IHK: Unternehmen stehen mit dem Rücken zur Wand
Der zweite Lockdown bremst der Kammer zufolge die zwischenzeitliche Erholung der regionalen Wirtschaft
ULM (sz) - Nach einer konjunkturellen Erholung in den Sommer- und frühen Herbstmonaten 2020 hat die regionale Wirtschaft der Region Ulm der Industrie- und Handelskammer (IHK) mit den Einschränkungen seit November einen herben Dämpfer erhalten. Der IHK-Konjunkturklimaindex, ein gemeinsames Maß für die Lageurteile und Erwartungen, erreicht zum Jahresauftakt 104 Zähler und liegt damit weiter deutlich unter dem Vorkrisenniveau.

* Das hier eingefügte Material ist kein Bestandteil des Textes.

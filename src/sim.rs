/*! Detector simulator.

Enough of the GeRM electronics to run the full pipeline without
hardware: a REP register server with the firmware's echo semantics, a
PUB event publisher for the streaming path, and the datagram builder
for the UDP path. The `germ-sim` binary drives these; the integration
tests reuse the pieces directly.
*/
use std::collections::HashMap;
use std::sync::Arc;

use bytes::Bytes;
use log::{debug, info, warn};
use zeromq::{Socket, SocketRecv, SocketSend, ZmqMessage};

use crate::collector::PACKET_BYTES;
use crate::control::{OP_READ, OP_WRITE, START_DAQ};
use crate::event::{self, Endian, EventColumns};
use crate::ingest::{TOPIC_DATA, TOPIC_META};
use crate::sink::{CLOSE_SENTINEL, OPEN_SENTINEL};
use crate::{Result, collector};

/// The simulated register file, shared so tests can inspect it.
pub type SharedRegisters = Arc<std::sync::Mutex<HashMap<u32, u32>>>;

/// Bind a register server on an ephemeral port and serve it in a
/// task. Returns the register file, the endpoint to connect to, and a
/// channel that fires on every START write.
pub async fn spawn_register_server()
-> Result<(SharedRegisters, String, tokio::sync::mpsc::UnboundedReceiver<()>)> {
    let mut rep = zeromq::RepSocket::new();
    let endpoint = rep.bind("tcp://127.0.0.1:0").await?;
    let regs: SharedRegisters = Arc::new(std::sync::Mutex::new(HashMap::new()));
    let (tx, rx) = tokio::sync::mpsc::unbounded_channel();
    let regs2 = regs.clone();
    tokio::spawn(async move {
        if let Err(e) = serve_registers(rep, regs2, tx).await {
            warn!("register server died: {e}");
        }
    });
    Ok((regs, endpoint.to_string(), rx))
}

/// Serve the register protocol forever: writes are stored and echoed,
/// reads echo with the value filled in, anything else gets the
/// firmware's `0xdead` triple. A write of 1 to register 0 (START)
/// additionally fires `start_tx`.
pub async fn serve_registers(
    mut rep: zeromq::RepSocket,
    regs: SharedRegisters,
    start_tx: tokio::sync::mpsc::UnboundedSender<()>,
) -> Result<()> {
    loop {
        let msg = rep.recv().await?;
        let reply = register_reply(&msg, &regs, &start_tx);
        rep.send(ZmqMessage::from(Bytes::from(reply))).await?;
    }
}

fn register_reply(
    msg: &ZmqMessage,
    regs: &SharedRegisters,
    start_tx: &tokio::sync::mpsc::UnboundedSender<()>,
) -> Vec<u8> {
    let dead = || {
        let mut buf = Vec::with_capacity(12);
        for _ in 0..3 {
            buf.extend_from_slice(&0xdeadu32.to_le_bytes());
        }
        buf
    };
    let Some(frame) = msg.get(0) else {
        return dead();
    };
    if frame.len() != 12 {
        return dead();
    }
    let w = |i: usize| u32::from_le_bytes(frame[i * 4..i * 4 + 4].try_into().unwrap());
    let (op, addr, value) = (w(0), w(1), w(2));
    match op {
        OP_WRITE => {
            regs.lock().unwrap().insert(addr, value);
            if (addr, value) == START_DAQ {
                debug!("sim: START");
                let _ = start_tx.send(());
            }
            frame.to_vec()
        }
        OP_READ => {
            let stored = regs.lock().unwrap().get(&addr).copied().unwrap_or(0);
            let mut buf = Vec::with_capacity(12);
            buf.extend_from_slice(&OP_READ.to_le_bytes());
            buf.extend_from_slice(&addr.to_le_bytes());
            buf.extend_from_slice(&stored.to_le_bytes());
            buf
        }
        _ => dead(),
    }
}

/// Build a `"data"` message for the PUB socket.
pub fn data_message(cols: &EventColumns) -> ZmqMessage {
    let mut m = ZmqMessage::from(Bytes::from(TOPIC_DATA.to_vec()));
    m.push_back(Bytes::from(event::encode_bytes(cols, Endian::Native)));
    m
}

/// Build the end-of-frame `"meta"` message.
pub fn meta_message(frame_num: u32, overflow: u32) -> ZmqMessage {
    let mut payload = frame_num.to_ne_bytes().to_vec();
    payload.extend_from_slice(&overflow.to_ne_bytes());
    let mut m = ZmqMessage::from(Bytes::from(TOPIC_META.to_vec()));
    m.push_back(Bytes::from(payload));
    m
}

/// Build the hello datagram that latches (or unlatches) the sender as
/// the collector's data source.
pub fn hello_datagram(enable: bool) -> [u8; 12] {
    let mut buf = [0u8; 12];
    buf[0..4].copy_from_slice(&collector::HELLO_SIG.to_be_bytes());
    buf[8..12].copy_from_slice(&(enable as u32).to_be_bytes());
    buf
}

/// Split one frame of events into the fixed-size datagram sequence:
/// full 1024-word packets, then a final packet ending in the overflow
/// count and close sentinel.
pub fn udp_packets(cols: &EventColumns, frame_num: u32, overflow: u32) -> Vec<Vec<u8>> {
    let payload = event::encode_bytes(cols, Endian::Big);
    let mut packets = Vec::new();
    let mut off = 0;
    let mut seq: u32 = 0;
    loop {
        let mut pkt = Vec::with_capacity(PACKET_BYTES);
        pkt.extend_from_slice(&seq.to_be_bytes());
        if seq == 0 {
            pkt.extend_from_slice(&OPEN_SENTINEL.to_be_bytes());
            pkt.extend_from_slice(&frame_num.to_be_bytes());
        }
        pkt.extend_from_slice(&[0u8; 4]); // pad
        let cap = PACKET_BYTES - pkt.len();
        let remaining = payload.len() - off;
        if remaining + 8 <= cap {
            // Fits as the final packet, trailer included.
            pkt.extend_from_slice(&payload[off..]);
            pkt.extend_from_slice(&overflow.to_be_bytes());
            pkt.extend_from_slice(&CLOSE_SENTINEL.to_be_bytes());
            packets.push(pkt);
            return packets;
        }
        pkt.extend_from_slice(&payload[off..off + cap]);
        off += cap;
        packets.push(pkt);
        seq += 1;
    }
}

/// Deterministic event generator in the shape of real GeRM frames:
/// events sweep the chips and channels while the coarse timestamp
/// climbs by a fixed gap, wrapping at 31 bits.
pub struct SimDetector {
    /// Events per frame.
    pub events_per_frame: usize,
    /// Bunches the frame is split into on the ZMQ path.
    pub bunches: usize,
    /// Ticks between consecutive events.
    pub tick_gap: u32,
    frame_num: u32,
    ts_cursor: u32,
    seq: u64,
}

impl SimDetector {
    /// New generator; `tick_gap` of 5000 is roughly 50k events over a
    /// one-second frame.
    pub fn new(events_per_frame: usize, bunches: usize, tick_gap: u32) -> Self {
        Self {
            events_per_frame,
            bunches: bunches.max(1),
            tick_gap,
            frame_num: 0,
            ts_cursor: 0,
            seq: 0,
        }
    }

    fn next_event(&mut self) -> event::Event {
        let i = self.seq;
        self.seq += 1;
        self.ts_cursor = (self.ts_cursor.wrapping_add(self.tick_gap)) & 0x7fff_ffff;
        let pix = (i * 193) % 384;
        (
            (pix / 32) as u8,
            (pix % 32) as u8,
            ((i * 41) % 1024) as u16,
            (2048 + ((i * 97) % 512)) as u16,
            self.ts_cursor,
        )
    }

    /// Generate the bunches of the next frame and its frame number.
    pub fn next_frame(&mut self) -> (Vec<EventColumns>, u32) {
        self.frame_num += 1;
        let per_bunch = self.events_per_frame.div_ceil(self.bunches);
        let mut bunches = Vec::new();
        let mut left = self.events_per_frame;
        while left > 0 {
            let n = left.min(per_bunch);
            let mut cols = EventColumns::default();
            for _ in 0..n {
                let ev = self.next_event();
                cols.push(ev);
            }
            left -= n;
            bunches.push(cols);
        }
        (bunches, self.frame_num)
    }
}

/// Run the streaming-path simulator: registers on `ctrl_endpoint`,
/// events published on `data_endpoint`, one frame per START write.
pub async fn run_zmq_sim(
    ctrl_endpoint: &str,
    data_endpoint: &str,
    mut det: SimDetector,
) -> Result<()> {
    let mut rep = zeromq::RepSocket::new();
    let ctrl = rep.bind(ctrl_endpoint).await?;
    let mut publisher = zeromq::PubSocket::new();
    let data = publisher.bind(data_endpoint).await?;
    info!("sim: registers on {ctrl}, data on {data}");
    let regs: SharedRegisters = Arc::new(std::sync::Mutex::new(HashMap::new()));
    let (tx, mut rx) = tokio::sync::mpsc::unbounded_channel();
    tokio::spawn(async move {
        if let Err(e) = serve_registers(rep, regs, tx).await {
            warn!("sim register server died: {e}");
        }
    });
    while rx.recv().await.is_some() {
        let (bunches, frame_num) = det.next_frame();
        let count: usize = bunches.iter().map(|b| b.len()).sum();
        for bunch in &bunches {
            publisher.send(data_message(bunch)).await?;
        }
        publisher.send(meta_message(frame_num, 0)).await?;
        info!("sim: published frame {frame_num} with {count} events");
    }
    Ok(())
}

/// Run the high-speed-path simulator: registers served the same way,
/// and one UDP frame fired at `collector_addr` per START write.
pub async fn run_udp_sim(
    ctrl_endpoint: &str,
    collector_addr: &str,
    mut det: SimDetector,
) -> Result<()> {
    let mut rep = zeromq::RepSocket::new();
    let ctrl = rep.bind(ctrl_endpoint).await?;
    info!("sim: registers on {ctrl}, datagrams to {collector_addr}");
    let regs: SharedRegisters = Arc::new(std::sync::Mutex::new(HashMap::new()));
    let (tx, mut rx) = tokio::sync::mpsc::unbounded_channel();
    tokio::spawn(async move {
        if let Err(e) = serve_registers(rep, regs, tx).await {
            warn!("sim register server died: {e}");
        }
    });
    let sock = tokio::net::UdpSocket::bind("0.0.0.0:0").await?;
    sock.connect(collector_addr).await?;
    // Latch ourselves as the data source.
    sock.send(&hello_datagram(true)).await?;
    let mut ok = [0u8; 8];
    let n = sock.recv(&mut ok).await?;
    if n != 8 || &ok[4..] != b"Okay" {
        warn!("sim: unexpected hello reply");
    }
    while rx.recv().await.is_some() {
        let (bunches, frame_num) = det.next_frame();
        let mut cols = EventColumns::default();
        for b in &bunches {
            cols.extend_from(b);
        }
        let packets = udp_packets(&cols, frame_num, 0);
        let npkts = packets.len();
        for pkt in packets {
            sock.send(&pkt).await?;
        }
        info!(
            "sim: fired frame {frame_num}: {} events in {npkts} datagrams",
            cols.len()
        );
    }
    Ok(())
}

„Der zweite Lockdown ist in Dauer und Auswirkungen deutlich härter als der erste. Die Kluft zwischen den Betrieben, die geöffnet haben dürfen und denen, die geschlossen sind, wird immer größer“, kommentiert der Ulmer IHK-Präsident Jan Stefan Roell. Die Corona-Krise spalte die regionale Wirtschaft. Es gibt etwa zehn Prozent Corona-Gewinner, rund 20 Prozent sind nicht von der Krise betroffen. Der große Rest kämpft coronabedingt mit teils erheblichen Umsatzrückgängen. Mehr als 60 Prozent der Unternehmen berichten von einer befriedigenden bis schlechten Geschäftslage. Besonders betroffen sind Gastronomie, Hotellerie, Teile des Einzelhandels und viele Dienstleister, etwa aus der Event- und Veranstaltungsbranche. Erstaunlich robust steht die Industrie da.
Der Blick nach vorne zeigt ein ähnliches Muster. Insgesamt liegen die Optimisten bei den Erwartungen an die kommenden Monate fast gleichauf mit den Pessimisten. Das Gros der regionalen Betriebe geht von einer Geschäftsentwicklung auf dem bisherigen, gedämpften Niveau aus. Nur wenige rechnen mit einer schnellen Rückkehr zum Vorkrisenniveau: Jeder dritte Betrieb erwartet das frühestens im Jahr 2022, 29 Prozent erwarten dies nicht vor dem zweiten Halbjahr 2021. Die Pandemie und ihr Verlauf bleiben für 80 Prozent der Unternehmen das größte Risiko für die Entwicklung.
Die Unsicherheiten spiegeln sich in der Investitionsbereitschaft wider. Die Betriebe bleiben zurückhaltend. Die große Mehrheit will künftig weniger oder allenfalls gleichbleibende Investitionen tätigen. Auch die Beschäftigungspläne sind weiter zurückhaltend. Das Gros der Betriebe plant, am jetzigen Beschäftigungsstand festzuhalten und Entlassungen zu vermeiden. Hierfür nehmen viele Unternehmen Kurzarbeit in Anspruch. Die Arbeitslosenquote bleibt mit 3,5 Prozent im Januar daher recht robust.
Die Wirtschaft brauche endlich eine Perspektive. Hierzu gehörten neben einer Öffnungsstrategie auch Hilfen, die wirklich helfen. Die Politik schulde eine passende Antwort. „Das ist nach zwölf Monaten Pandemie
ein Unding. Zahlreiche Unternehmen stehen völlig unverschuldet mit dem Rücken zur Wand und die Lage spitzt sich mit jedem Tag, den diese geschlossen haben müssen, weiter zu. Die Politik muss endlich liefern“, fordert Roell.
Vor allem der stationäre Einzelhandel mit Saisonware wie Modebekleidung, Sportwaren und Schuhe kommt mehr und mehr an seine finanziellen Grenzen. Die Umsatzrückgänge sind markant und wichtige Einnahmequellen wie das Weihnachtsgeschäft blieben durch die Schließungen aus. Der nach wie vor geöffnete Lebensmittelhandel steht dagegen so gut da wie lange nicht mehr. Insgesamt ist die Stimmung in der Branche stark eingetrübt. Der Blick nach vorne falle pessimistisch und zurückhaltend aus.
Die Stimmung unter den Dienstleistern sei sehr unterschiedlich. So steht das Verkehrsgewerbe sehr ordentlich da, und auch im Kreditgewerbe hat sich die Lage zumindest nicht verschlechtert. Dem stehen zahlreiche Serviceunternehmen gegenüber, die in besonderem Maße von der Corona-Pandemie betroffen sind. Darunter das Hotel- und Gaststättengewerbe, das Messe- und Veranstaltungswesen oder zahlreiche personenbezogene Dienste.
Der Aufwärtstrend in der Industrie hält an. Die Geschäftslage und die Umsätze machen weiter an Boden gut. Aufträge aus dem In- und Ausland nehmen wieder zu.